- **EXERCISE DIRECTIONS**:
Only the lines from the top of the data through the one with "pub struct MarketplacePluginEntry" are to be written out, each exactly as it stands.

- **TASK MATERIAL**:
= Beginning of Section =
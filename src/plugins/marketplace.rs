use std::path::{Path, PathBuf};

use serde::{Deserialize, Serialize};
use serde_json::{Map, Value};

use super::manifest::present;
use crate::common::resolve_relative;

pub(crate) const MARKETPLACE_MANIFEST_FILE: &str = "marketplace.json";

/// Source value meaning "this marketplace's own repository".
pub const SAME_REPOSITORY_SOURCE: &str = "./";

/// `marketplace.json` as read from disk.
#[derive(Debug, Clone, Default, Deserialize)]
pub struct RawMarketplaceManifest {
    #[serde(default, deserialize_with = "present")]
    pub name: Option<Value>,
    #[serde(default, deserialize_with = "present")]
    pub owner: Option<Value>,
    #[serde(default, deserialize_with = "present")]
    pub plugins: Option<Value>,
    #[serde(flatten)]
    pub metadata: Map<String, Value>,
}

#[derive(Debug, Clone, Default, PartialEq, Eq, Serialize, Deserialize)]
pub struct MarketplaceOwner {
    pub name: String,
    #[serde(default, skip_serializing_if = "Option::is_none")]
    pub email: Option<String>,
}

#[derive(Debug, Clone, PartialEq, Serialize, Deserialize)]
#[serde(untagged)]
pub enum PluginSource {
    /// Relative path inside the marketplace repository.
    Local(String),
    /// Remote descriptor such as `{"source": "github", "repo": "..."}`; never resolved.
    Remote(Map<String, Value>),
}

impl PluginSource {
    /// Filesystem location of a local source, relative to the marketplace root.
    pub fn local_path(&self, marketplace_root: &Path) -> Option<PathBuf> {
        match self {
            Self::Local(path) => Some(resolve_relative(marketplace_root, path)),
            Self::Remote(_) => None,
        }
    }
}

#[derive(Debug, Clone, PartialEq, Serialize, Deserialize)]
pub struct MarketplacePluginEntry {
    pub name: String,
    pub source: PluginSource,
    #[serde(default, skip_serializing_if = "Option::is_none")]
    pub description: Option<String>,
    #[serde(default, skip_serializing_if = "Option::is_none")]
    pub version: Option<String>,
}

/// A `marketplace.json` that passed schema validation.
#[derive(Debug, Clone, PartialEq, Serialize, Deserialize)]
pub struct MarketplaceManifest {
    pub name: String,
    pub owner: MarketplaceOwner,
    pub plugins: Vec<MarketplacePluginEntry>,
}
= End of Section =
- **TASK OUTPUT**:
filename src/plugins/marketplace.rs
use std::path::{Path, PathBuf};

use serde::{Deserialize, Serialize};
use serde_json::{Map, Value};

use super::manifest::present;
use crate::common::resolve_relative;

pub(crate) const MARKETPLACE_MANIFEST_FILE: &str = "marketplace.json";

/// Source value meaning "this marketplace's own repository".
pub const SAME_REPOSITORY_SOURCE: &str = "./";

/// `marketplace.json` as read from disk.
#[derive(Debug, Clone, Default, Deserialize)]
pub struct RawMarketplaceManifest {
    #[serde(default, deserialize_with = "present")]
    pub name: Option<Value>,
    #[serde(default, deserialize_with = "present")]
    pub owner: Option<Value>,
    #[serde(default, deserialize_with = "present")]
    pub plugins: Option<Value>,
    #[serde(flatten)]
    pub metadata: Map<String, Value>,
}

#[derive(Debug, Clone, Default, PartialEq, Eq, Serialize, Deserialize)]
pub struct MarketplaceOwner {
    pub name: String,
    #[serde(default, skip_serializing_if = "Option::is_none")]
    pub email: Option<String>,
}

#[derive(Debug, Clone, PartialEq, Serialize, Deserialize)]
#[serde(untagged)]
pub enum PluginSource {
    /// Relative path inside the marketplace repository.
    Local(String),
    /// Remote descriptor such as `{"source": "github", "repo": "..."}`; never resolved.
    Remote(Map<String, Value>),
}

impl PluginSource {
    /// Filesystem location of a local source, relative to the marketplace root.
    pub fn local_path(&self, marketplace_root: &Path) -> Option<PathBuf> {
        match self {
            Self::Local(path) => Some(resolve_relative(marketplace_root, path)),
            Self::Remote(_) => None,
        }
    }
}

#[derive(Debug, Clone, PartialEq, Serialize, Deserialize)]
pub struct MarketplacePluginEntry {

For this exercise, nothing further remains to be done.